In Week 7 of the 2024 season, Bates kicked a 44-yard game-winning field goal as the Lions defeated the Minnesota Vikings, 31–29, also being awarded NFC special teams Player of the Week for this feat. In Week 10, Bates kicked a 58-yard field goal against the Houston Texans to tie the game before hitting a 52-yard game-winning field goal in a 26–23 victory. Both field goals only narrowly passed through the uprights, on opposite sides from each other. In Week 13, on NFL on Thanksgiving Day against the Chicago Bears, Bates missed his first career NFL field goal, which was from 45 yards. In Week 14, Bates kicked a 35-yard field goal to win a close game on Thursday Night Football against the Green Bay Packers, securing a playoff spot for the Lions. In Week 17 against the San Francisco 49ers, Bates achieved the Lions single-season franchise record for points scored, surpassing the previous record of 134 points set by Jason Hanson in 2012. In the same game, Bates earned unintentional notoriety when cameras for Monday Night Football caught Bates in a seemingly suggestive hip stretching routine, to which he responded: "It's fun. I understand it."
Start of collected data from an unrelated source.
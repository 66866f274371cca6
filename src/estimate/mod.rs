//! Ambient contribution estimation.
//!
//! Two strategies for scaling an ambient profile against observed counts:
//!
//! - [`maximum_contribution`]: finds, per sample, the largest profile
//!   scaling consistent with no gene being a significant under-count. An
//!   upper bound on contamination, so downstream filtering is conservative.
//! - [`control_anchored_contribution`]: anchors the scaling on a set of
//!   control genes assumed to carry only ambient signal.

pub mod control;
pub mod maximum;
pub mod null;

pub use control::{
    control_anchored_contribution, control_anchored_contribution_indices, ControlConfig,
};
pub use maximum::{maximum_contribution, MaximumConfig};
pub use null::NullDistribution;

use crate::error::{AmbientError, Result};
use nalgebra::DMatrix;
use serde::{Deserialize, Serialize};
use std::fs::File;
use std::io::{BufWriter, Write};
use std::path::Path;

/// How contribution estimates are expressed.
#[derive(Debug, Clone, Copy, PartialEq, Eq, Default, Serialize, Deserialize)]
#[serde(rename_all = "lowercase")]
pub enum Mode {
    /// Fraction of each observed count attributable to ambient RNA, in [0, 1].
    #[default]
    Proportion,
    /// Expected ambient-derived count, non-negative and uncapped.
    Count,
}

/// Estimated ambient contribution per gene per sample.
///
/// Cells where no estimate is defined (a sample with no usable ambient
/// signal) hold `f64::NAN`. The per-sample scaling factors are retained for
/// inspection; `NAN` marks samples where the factor is undefined.
#[derive(Debug, Clone)]
pub struct ContributionEstimate {
    /// Estimates (genes × samples).
    data: DMatrix<f64>,
    /// Gene identifiers.
    gene_ids: Vec<String>,
    /// Sample identifiers.
    sample_ids: Vec<String>,
    /// Mode the estimates were computed under.
    mode: Mode,
    /// Per-sample ambient scaling factors.
    lambda: Vec<f64>,
}

impl ContributionEstimate {
    pub(crate) fn new(
        data: DMatrix<f64>,
        gene_ids: Vec<String>,
        sample_ids: Vec<String>,
        mode: Mode,
        lambda: Vec<f64>,
    ) -> Self {
        Self {
            data,
            gene_ids,
            sample_ids,
            mode,
            lambda,
        }
    }

    /// Get the estimate for a gene and sample (`NAN` if missing).
    #[inline]
    pub fn get(&self, gene: usize, sample: usize) -> f64 {
        self.data[(gene, sample)]
    }

    /// Whether the estimate for a gene and sample is missing.
    #[inline]
    pub fn is_missing(&self, gene: usize, sample: usize) -> bool {
        self.data[(gene, sample)].is_nan()
    }

    /// Number of genes (rows).
    #[inline]
    pub fn n_genes(&self) -> usize {
        self.data.nrows()
    }

    /// Number of samples (columns).
    #[inline]
    pub fn n_samples(&self) -> usize {
        self.data.ncols()
    }

    /// Gene identifiers.
    #[inline]
    pub fn gene_ids(&self) -> &[String] {
        &self.gene_ids
    }

    /// Sample identifiers.
    #[inline]
    pub fn sample_ids(&self) -> &[String] {
        &self.sample_ids
    }

    /// Mode the estimates were computed under.
    #[inline]
    pub fn mode(&self) -> Mode {
        self.mode
    }

    /// Per-sample ambient scaling factors (`NAN` where undefined).
    #[inline]
    pub fn lambda(&self) -> &[f64] {
        &self.lambda
    }

    /// Get reference to the underlying matrix.
    #[inline]
    pub fn matrix(&self) -> &DMatrix<f64> {
        &self.data
    }

    /// Mean estimate per gene across samples, ignoring missing values.
    ///
    /// A gene whose estimate is missing in every sample yields `NAN`.
    pub fn gene_means(&self) -> Vec<f64> {
        (0..self.n_genes())
            .map(|g| {
                let (sum, n) = self
                    .data
                    .row(g)
                    .iter()
                    .filter(|v| !v.is_nan())
                    .fold((0.0, 0usize), |(s, n), v| (s + v, n + 1));
                if n == 0 {
                    f64::NAN
                } else {
                    sum / n as f64
                }
            })
            .collect()
    }

    /// Write the estimate matrix to a TSV file, with `NA` for missing cells.
    pub fn to_tsv<P: AsRef<Path>>(&self, path: P) -> Result<()> {
        let file = File::create(path)?;
        let mut writer = BufWriter::new(file);

        write!(writer, "gene_id")?;
        for sample_id in &self.sample_ids {
            write!(writer, "\t{}", sample_id)?;
        }
        writeln!(writer)?;

        for (row, gene_id) in self.gene_ids.iter().enumerate() {
            write!(writer, "{}", gene_id)?;
            for col in 0..self.n_samples() {
                let value = self.data[(row, col)];
                if value.is_nan() {
                    write!(writer, "\tNA")?;
                } else {
                    write!(writer, "\t{}", value)?;
                }
            }
            writeln!(writer)?;
        }

        Ok(())
    }

    /// Load an estimate matrix from a TSV file written by [`Self::to_tsv`].
    ///
    /// The file does not record the mode or the scaling factors, so the
    /// caller supplies the mode and the factors load as missing.
    pub fn from_tsv<P: AsRef<Path>>(path: P, mode: Mode) -> Result<Self> {
        use std::io::BufRead;

        let file = File::open(path)?;
        let reader = std::io::BufReader::new(file);
        let mut lines = reader.lines();

        let header_line = lines
            .next()
            .ok_or_else(|| AmbientError::EmptyData("Empty TSV file".to_string()))??;
        let header: Vec<&str> = header_line.split('\t').collect();
        if header.len() < 2 {
            return Err(AmbientError::EmptyData(
                "TSV must have at least one sample".to_string(),
            ));
        }
        let sample_ids: Vec<String> = header[1..].iter().map(|s| s.to_string()).collect();
        let n_samples = sample_ids.len();

        let mut gene_ids: Vec<String> = Vec::new();
        let mut values: Vec<f64> = Vec::new();

        for (row_idx, line_result) in lines.enumerate() {
            let line = line_result?;
            let fields: Vec<&str> = line.split('\t').collect();
            if fields.is_empty() {
                continue;
            }
            if fields.len() != n_samples + 1 {
                return Err(AmbientError::DimensionMismatch {
                    expected: n_samples + 1,
                    actual: fields.len(),
                });
            }
            gene_ids.push(fields[0].to_string());
            for (col_idx, value_str) in fields[1..].iter().enumerate() {
                let trimmed = value_str.trim();
                let value = if trimmed == "NA" {
                    f64::NAN
                } else {
                    trimmed.parse().map_err(|_| AmbientError::InvalidValue {
                        value: value_str.to_string(),
                        row: row_idx,
                        col: col_idx,
                    })?
                };
                values.push(value);
            }
        }

        if gene_ids.is_empty() {
            return Err(AmbientError::EmptyData("No genes in TSV".to_string()));
        }

        let n_genes = gene_ids.len();
        let data = DMatrix::from_fn(n_genes, n_samples, |r, c| values[r * n_samples + c]);
        let lambda = vec![f64::NAN; n_samples];
        Ok(Self::new(data, gene_ids, sample_ids, mode, lambda))
    }
}

/// Per-gene estimates for one sample given its scaling factor.
///
/// Convention: an observed count of zero yields 1.0 in either mode, since
/// any non-zero ambient presence cannot be excluded. A gene with no ambient
/// signal and a positive observed count gets 0 (proportion) or the zero
/// expected count.
pub(crate) fn scaled_estimates(
    observed: &[u64],
    proportions: &[f64],
    lambda: f64,
    mode: Mode,
) -> Vec<f64> {
    if lambda.is_nan() {
        return vec![f64::NAN; observed.len()];
    }
    observed
        .iter()
        .zip(proportions)
        .map(|(&y, &a)| {
            if y == 0 {
                return 1.0;
            }
            let expected = lambda * a;
            match mode {
                Mode::Count => expected,
                Mode::Proportion => {
                    if a <= 0.0 {
                        0.0
                    } else {
                        (expected / y as f64).min(1.0)
                    }
                }
            }
        })
        .collect()
}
On March 25, 2026, Bates re-signed with the Lions.

==Statistics==
=== UFL ===
==== Regular season ====

|  |  |  | Field goals |  |  |  |  | Points |
|---|---|---|---|---|---|---|---|---|
| Season | Team | GP | FGM | FGA | FG% | Blk | Lng | Pts |
| 2024 | MICH | 10 | 17 | 22 | 77.2% | 0 | 64 | 51 |
| Career |  | 10 | 17 | 22 | 77.2% | 0 | 64 | 51 |

==== Postseason ====

|  |  |  | Field goals |  |  |  |  | Points |
|---|---|---|---|---|---|---|---|---|
| Season | Team | GP | FGM | FGA | FG% | Blk | Lng | Pts |
| 2024 | MICH | 1 | 4 | 6 | 66.7% | 1 | 53 | 12 |
| Career |  | 1 | 4 | 6 | 66.7% | 1 | 53 | 12 |

=== NFL ===

Legend
| Bold | Career high |
|  | Led the league |

==== Regular season ====

|  |  |  | Field goals |  |  |  |  | PATs |  |  | Points |
|---|---|---|---|---|---|---|---|---|---|---|---|
| Season | Team | GP | FGM | FGA | Pct | Blk | Lng | XPM | XPA | Pct | Pts |
| 2024 | DET | 17 | 26 | 29 | 89.6 | 0 | 58 | 64 | 67 | 95.5 | 142 |
| 2025 | DET | 17 | 27 | 34 | 79.4 | 1 | 59 | 54 | 56 | 96.4 | 135 |
| 2026 | DET | 2 | 2 | 2 | 100.0 | 0 | 31 | 8 | 8 | 100.0 | 14 |
| Career |  | 36 | 55 | 65 | 84.6 | 1 | 59 | 126 | 131 | 96.2 | 291 |

==== Postseason ====

|  |  |  | Field goals |  |  |  |  | PATs |  |  | Points |
|---|---|---|---|---|---|---|---|---|---|---|---|
| Season | Team | GP | FGM | FGA | Pct | Blk | Lng | XPM | XPA | Pct | Pts |
| 2024 | DET | 1 | 1 | 1 | 100.0 | 0 | 28 | 4 | 4 | 100.0 | 7 |
| Career |  | 1 | 1 | 1 | 100.0 | 0 | 28 | 4 | 4 | 100.0 | 7 |

==Personal life==
Bates is a Christian. He is engaged to Presley Folkerts.